BEGIN INPUT MATERIAL

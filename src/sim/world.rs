//! The terrain world: all blocks, the animation clock, load/save state
//!
//! Sampling visits every block (no spatial index), so each query is O(n) in
//! the number of blocks. The shader does the same per pixel.

use glam::Vec2;

use super::block::{Block, BlockId, BlockMode};
use super::sdf::smooth_min;
use crate::consts::{FAR_FIELD, SMOOTH_K, TIME_LOOP};
use crate::persistence::{PersistError, SaveQueue, SaveState, WorldDocument};

/// What occupies a sampled point
#[derive(Debug, Clone, Copy, PartialEq, Eq)]
pub enum Medium {
    Air,
    Ground,
    Water,
}

/// Result of sampling the combined field
#[derive(Debug, Clone, Copy, PartialEq)]
pub struct FieldSample {
    pub medium: Medium,
    /// Depth into `medium` (for open air: clearance above the ground field)
    pub amount: f32,
    /// Point is inside a cave carved out of ground
    pub cave: bool,
}

/// Per-category smooth-minimum field values at one point
#[derive(Debug, Clone, Copy, PartialEq)]
pub struct CategoryFields {
    pub ground: f32,
    pub cave: f32,
    pub water: f32,
}

impl CategoryFields {
    /// Combine the three fields; caves win over ground, water fills caves
    pub fn classify(&self) -> FieldSample {
        let (ground, cave, water) = (self.ground, self.cave, self.water);
        if ground < 0.0 && cave < 0.0 {
            if water < 0.0 {
                FieldSample { medium: Medium::Water, amount: -water, cave: true }
            } else {
                FieldSample { medium: Medium::Air, amount: -cave, cave: true }
            }
        } else if ground < 0.0 {
            FieldSample { medium: Medium::Ground, amount: -ground, cave: false }
        } else if water < 0.0 {
            FieldSample { medium: Medium::Water, amount: -water, cave: false }
        } else {
            FieldSample { medium: Medium::Air, amount: ground, cave: false }
        }
    }
}

/// The level being played and edited
#[derive(Debug, Clone)]
pub struct World {
    blocks: Vec<Block>,
    time: f32,
    pending: bool,
    save: SaveQueue,
    next_id: u32,
}

impl Default for World {
    fn default() -> Self {
        Self::new()
    }
}

impl World {
    /// Built-in level, marked pending until the saved document arrives
    pub fn new() -> Self {
        use std::f32::consts::FRAC_PI_2;
        let mut world = Self::from_blocks(vec![
            Block::new(BlockMode::Ground, Vec2::new(0.0, 0.0), 0.0, Vec2::new(6.0, 1.5), 1.5, 0.0),
            Block::new(BlockMode::Ground, Vec2::new(5.0, -2.0), -0.3, Vec2::new(2.0, 1.0), 1.0, 0.0),
            Block::new(BlockMode::Cave, Vec2::new(3.0, -1.0), FRAC_PI_2, Vec2::new(4.0, 1.5), 2.0, 0.0),
            Block::new(BlockMode::Water, Vec2::new(-3.0, -3.0), 0.0, Vec2::new(2.0, 2.0), 2.0, 0.0),
        ]);
        world.pending = true;
        world
    }

    /// A world holding exactly `blocks`, not waiting on any load
    pub fn from_blocks(blocks: Vec<Block>) -> Self {
        let mut world = Self {
            blocks: Vec::with_capacity(blocks.len()),
            time: 0.0,
            pending: false,
            save: SaveQueue::new(),
            next_id: 1,
        };
        for block in blocks {
            world.insert(block);
        }
        world
    }

    fn next_block_id(&mut self) -> BlockId {
        let id = BlockId(self.next_id);
        self.next_id += 1;
        id
    }

    pub fn blocks(&self) -> &[Block] {
        &self.blocks
    }

    pub fn block(&self, id: BlockId) -> Option<&Block> {
        self.blocks.iter().find(|b| b.id() == id)
    }

    pub fn block_mut(&mut self, id: BlockId) -> Option<&mut Block> {
        self.blocks.iter_mut().find(|b| b.id() == id)
    }

    /// Append a block, giving it a fresh id
    pub fn insert(&mut self, mut block: Block) -> BlockId {
        let id = self.next_block_id();
        block.set_id(id);
        self.blocks.push(block);
        id
    }

    /// Remove every listed block; returns how many were removed
    pub fn remove(&mut self, ids: &[BlockId]) -> usize {
        let before = self.blocks.len();
        self.blocks.retain(|b| !ids.contains(&b.id()));
        before - self.blocks.len()
    }

    /// Deep-copy the listed blocks (in world order) and append the copies
    pub fn duplicate(&mut self, ids: &[BlockId]) -> Vec<BlockId> {
        let copies: Vec<Block> = self
            .blocks
            .iter()
            .filter(|b| ids.contains(&b.id()))
            .cloned()
            .collect();
        copies.into_iter().map(|b| self.insert(b)).collect()
    }

    pub fn time(&self) -> f32 {
        self.time
    }

    /// Advance the animation clock, wrapping at `TIME_LOOP`
    pub fn advance(&mut self, dt: f32) {
        self.time = (self.time + dt).rem_euclid(TIME_LOOP);
    }

    /// True until the startup load has resolved
    pub fn is_pending(&self) -> bool {
        self.pending
    }

    /// Smooth-minimum field of each category at `point`
    // TODO: bucket blocks into a coarse grid so a query only visits nearby blocks
    pub fn category_fields(&self, point: Vec2) -> CategoryFields {
        let mut fields = CategoryFields {
            ground: FAR_FIELD,
            cave: FAR_FIELD,
            water: FAR_FIELD,
        };
        for block in &self.blocks {
            let d = block.sample(point, self.time);
            let slot = match block.mode() {
                BlockMode::Ground => &mut fields.ground,
                BlockMode::Cave => &mut fields.cave,
                BlockMode::Water | BlockMode::WaterPulses => &mut fields.water,
            };
            *slot = smooth_min(*slot, d, SMOOTH_K);
        }
        fields
    }

    /// Classify `point` against the whole terrain
    pub fn sample(&self, point: Vec2) -> FieldSample {
        self.category_fields(point).classify()
    }

    /// Blocks whose unrounded box contains `point`, in world order
    pub fn under_mouse(&self, point: Vec2) -> Vec<BlockId> {
        self.blocks
            .iter()
            .filter(|b| b.hovered(b.to_local(point)))
            .map(|b| b.id())
            .collect()
    }

    /// Snapshot of the persisted fields
    pub fn document(&self) -> WorldDocument {
        WorldDocument::from_blocks(&self.blocks)
    }

    /// Resolve the startup load. On failure the current blocks stay.
    pub fn finish_load(&mut self, result: Result<String, PersistError>) {
        match result.and_then(|json| WorldDocument::from_json(&json)) {
            Ok(doc) => {
                self.blocks.clear();
                for block in doc.to_blocks() {
                    self.insert(block);
                }
                log::info!("Loaded world ({} blocks)", self.blocks.len());
            }
            Err(e) => log::error!("World load failed, keeping defaults: {}", e),
        }
        self.pending = false;
    }

    pub fn save_state(&self) -> SaveState {
        self.save.state()
    }

    /// Ask for a save. Returns the document to send if one should go out now.
    pub fn request_save(&mut self) -> Option<String> {
        if self.save.request() {
            self.serialize_for_save()
        } else {
            None
        }
    }

    /// The in-flight save finished. Returns the trailing save, if one was
    /// requested meanwhile.
    pub fn finish_save(&mut self, result: Result<u16, PersistError>) -> Option<String> {
        match result {
            Ok(status) => log::info!("World saved ({})", status),
            Err(e) => log::error!("World save failed: {}", e),
        }
        if self.save.complete() {
            self.serialize_for_save()
        } else {
            None
        }
    }

    fn serialize_for_save(&mut self) -> Option<String> {
        match self.document().to_json() {
            Ok(json) => Some(json),
            Err(e) => {
                log::error!("Could not serialize world: {}", e);
                self.save.abandon();
                None
            }
        }
    }
}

END INPUT MATERIAL

= TRY IT =
Up to and including the line with "use super::sdf::smooth_min;", print every line of the records from the start.

= OUTPUT BELOW =
filename src/sim/world.rs
//! The terrain world: all blocks, the animation clock, load/save state
//!
//! Sampling visits every block (no spatial index), so each query is O(n) in
//! the number of blocks. The shader does the same per pixel.

use glam::Vec2;

use super::block::{Block, BlockId, BlockMode};
use super::sdf::smooth_min;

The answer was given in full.